Um nun zu validieren ob die Objektstruktur, die per json definiert wird, gültig und valide ist, denke ich mir: Json ganz straightforward in ein XML-Dokument konvertieren, und dieses dann per dtd validieren. Kann man das so machen?

Bzw ganz allgemein so:

Json-Datei -> konvertieren nach XML -> dieses dann validieren -> daraus dann die eigentliche Objektstruktur erzeugen

Was meint ihr?

Gruß+Danke
Jan


----------



## mvitz (2. Apr 2012)

JSON -> XML nur für Validierung macht irgendwie keinen Sinn. Dann würde ich das ganze (sofern es nicht exorbitant viel Arbeit ist) lieber selber validieren.

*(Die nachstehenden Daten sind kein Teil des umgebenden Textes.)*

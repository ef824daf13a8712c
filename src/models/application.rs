use chrono::{DateTime, Utc};
use serde::{Deserialize, Serialize};
use sqlx::types::Json;
use sqlx::FromRow;
use uuid::Uuid;

/// Lifecycle state of an application. The enum is closed on purpose: every
/// status the system knows about is listed here and the transition table
/// below is an exhaustive match, so adding a variant without wiring it up is
/// a compile error rather than a silently-allowed status.
#[derive(Debug, Clone, Copy, PartialEq, Eq, Hash, Serialize, Deserialize)]
#[serde(rename_all = "snake_case")]
pub enum ApplicationStatus {
    Applied,
    Shortlisted,
    Rejected,
    Withdrawn,
    InterviewScheduled,
    InterviewCancelled,
    InterviewAcceptedByUser,
    InterviewRejectedByUser,
    InterviewRescheduleProposed,
    InterviewRescheduleAccepted,
    InterviewRescheduleRejected,
    InterviewCompleted,
    InterviewPassed,
    InterviewFailed,
    Offered,
    Hired,
    Selected,
}

impl ApplicationStatus {
    /// The set of statuses directly reachable from `self`. Terminal statuses
    /// return an empty slice. No status ever re-enters `applied`.
    pub fn allowed_transitions(self) -> &'static [ApplicationStatus] {
        use ApplicationStatus::*;
        match self {
            Applied => &[Shortlisted, Rejected, Withdrawn],
            Shortlisted => &[InterviewScheduled, Rejected, Withdrawn],
            InterviewScheduled => &[
                InterviewCancelled,
                InterviewAcceptedByUser,
                InterviewRejectedByUser,
                InterviewRescheduleProposed,
            ],
            InterviewAcceptedByUser => &[InterviewCompleted, InterviewRescheduleProposed],
            InterviewRescheduleProposed => {
                &[InterviewRescheduleAccepted, InterviewRescheduleRejected]
            }
            InterviewRescheduleAccepted => &[
                InterviewCompleted,
                InterviewRescheduleProposed,
                InterviewCancelled,
            ],
            InterviewCompleted => &[InterviewPassed, InterviewFailed],
            InterviewPassed => &[Offered],
            Offered => &[Hired, Withdrawn],
            InterviewRejectedByUser
            | InterviewCancelled
            | InterviewRescheduleRejected
            | InterviewFailed
            | Rejected
            | Withdrawn
            | Hired
            | Selected => &[],
        }
    }

    pub fn can_transition_to(self, to: ApplicationStatus) -> bool {
        self.allowed_transitions().contains(&to)
    }

    pub fn is_terminal(self) -> bool {
        self.allowed_transitions().is_empty()
    }

    /// Transitions into these statuses must carry a non-empty reason.
    pub fn requires_reason(self) -> bool {
        use ApplicationStatus::*;
        matches!(
            self,
            Rejected | InterviewCancelled | InterviewRejectedByUser | Withdrawn
        )
    }

    /// Statuses during which `scheduled_at` stays on the application. Leaving
    /// this family clears the field.
    pub fn keeps_schedule(self) -> bool {
        use ApplicationStatus::*;
        matches!(
            self,
            InterviewScheduled
                | InterviewAcceptedByUser
                | InterviewRescheduleProposed
                | InterviewRescheduleAccepted
                | InterviewCompleted
        )
    }

    /// Statuses owned by the scheduling, reschedule and result flows. A bare
    /// status PATCH may not enter them; the flows carry the data (confirmed
    /// time, slot selection, interview outcome) those transitions depend on.
    pub fn set_by_scheduling_flow(self) -> bool {
        use ApplicationStatus::*;
        matches!(
            self,
            InterviewScheduled
                | InterviewRescheduleProposed
                | InterviewRescheduleAccepted
                | InterviewRescheduleRejected
                | InterviewPassed
                | InterviewFailed
        )
    }

    pub fn as_str(self) -> &'static str {
        use ApplicationStatus::*;
        match self {
            Applied => "applied",
            Shortlisted => "shortlisted",
            Rejected => "rejected",
            Withdrawn => "withdrawn",
            InterviewScheduled => "interview_scheduled",
            InterviewCancelled => "interview_cancelled",
            InterviewAcceptedByUser => "interview_accepted_by_user",
            InterviewRejectedByUser => "interview_rejected_by_user",
            InterviewRescheduleProposed => "interview_reschedule_proposed",
            InterviewRescheduleAccepted => "interview_reschedule_accepted",
            InterviewRescheduleRejected => "interview_reschedule_rejected",
            InterviewCompleted => "interview_completed",
            InterviewPassed => "interview_passed",
            InterviewFailed => "interview_failed",
            Offered => "offered",
            Hired => "hired",
            Selected => "selected",
        }
    }

    pub fn parse(s: &str) -> Option<Self> {
        use ApplicationStatus::*;
        Some(match s {
            "applied" => Applied,
            "shortlisted" => Shortlisted,
            "rejected" => Rejected,
            "withdrawn" => Withdrawn,
            "interview_scheduled" => InterviewScheduled,
            "interview_cancelled" => InterviewCancelled,
            "interview_accepted_by_user" => InterviewAcceptedByUser,
            "interview_rejected_by_user" => InterviewRejectedByUser,
            "interview_reschedule_proposed" => InterviewRescheduleProposed,
            "interview_reschedule_accepted" => InterviewRescheduleAccepted,
            "interview_reschedule_rejected" => InterviewRescheduleRejected,
            "interview_completed" => InterviewCompleted,
            "interview_passed" => InterviewPassed,
            "interview_failed" => InterviewFailed,
            "offered" => Offered,
            "hired" => Hired,
            "selected" => Selected,
            _ => return None,
        })
    }

    pub const ALL: [ApplicationStatus; 17] = {
        use ApplicationStatus::*;
        [
            Applied,
            Shortlisted,
            Rejected,
            Withdrawn,
            InterviewScheduled,
            InterviewCancelled,
            InterviewAcceptedByUser,
            InterviewRejectedByUser,
            InterviewRescheduleProposed,
            InterviewRescheduleAccepted,
            InterviewRescheduleRejected,
            InterviewCompleted,
            InterviewPassed,
            InterviewFailed,
            Offered,
            Hired,
            Selected,
        ]
    };
}

impl std::fmt::Display for ApplicationStatus {
    fn fmt(&self, f: &mut std::fmt::Formatter<'_>) -> std::fmt::Result {
        f.write_str(self.as_str())
    }
}

impl TryFrom<String> for ApplicationStatus {
    type Error = crate::error::Error;

    fn try_from(value: String) -> std::result::Result<Self, Self::Error> {
        ApplicationStatus::parse(&value).ok_or(crate::error::Error::UnknownStatus(value))
    }
}

/// One append-only entry of the status history. Field names are part of the
/// persisted contract consumed by external reporting tools, hence camelCase.
#[derive(Debug, Clone, Serialize, Deserialize, PartialEq)]
#[serde(rename_all = "camelCase")]
pub struct StatusHistoryEntry {
    pub status: ApplicationStatus,
    pub changed_at: DateTime<Utc>,
    #[serde(skip_serializing_if = "Option::is_none")]
    pub reason: Option<String>,
}

#[derive(Debug, Clone, Serialize, Deserialize, FromRow)]
pub struct Application {
    pub id: Uuid,
    pub job_id: Uuid,
    pub user_id: Uuid,
    #[sqlx(try_from = "String")]
    pub status: ApplicationStatus,
    pub status_history: Json<Vec<StatusHistoryEntry>>,
    pub scheduled_at: Option<DateTime<Utc>>,
    pub resume_url: Option<String>,
    pub cover_letter: Option<String>,
    pub notes: Option<String>,
    pub created_at: Option<DateTime<Utc>>,
    pub updated_at: Option<DateTime<Utc>>,
}

impl Application {
    pub fn last_history_entry(&self) -> Option<&StatusHistoryEntry> {
        self.status_history.0.last()
    }
}

#[derive(Debug, Clone)]
pub struct NewApplication {
    pub job_id: Uuid,
    pub user_id: Uuid,
    pub resume_url: Option<String>,
    pub cover_letter: Option<String>,
}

Wenn das großen Aufwand produziert, sollte man eventuell darüber nachdenken direkt XML als Format zu nutzen.


----------



## JanHH (3. Apr 2012)

Weiss nicht, stelle mir die Konvertierung Json->xml trivial vor, validierung des XML-Dokuments anhand dtd auch, und der Nachteil, direkt XML zu benutzen, ist, dass es ziemlich sperrig und für menschliche User schwer per Hand les-/schreibbar ist. JSon ist da deutlich im Vorteil.


----------



## mvitz (3. Apr 2012)

Naja, wenn es kompliziert zu validieren ist, dann ist es vermutlich eben nicht mehr so einfach von Hand zu schreiben ohne Fehler zu machen. Da wäre dann imho XML im Vorteil, da man dort dank XML Editoren, die die XSD zu Rate ziehen direkte Unterstützung hat.


----------



## nillehammer (3. Apr 2012)

Es gibt auch für JSON eine Schemadefinitionssprache. Such mal bei google nach "JSON Schema".


----------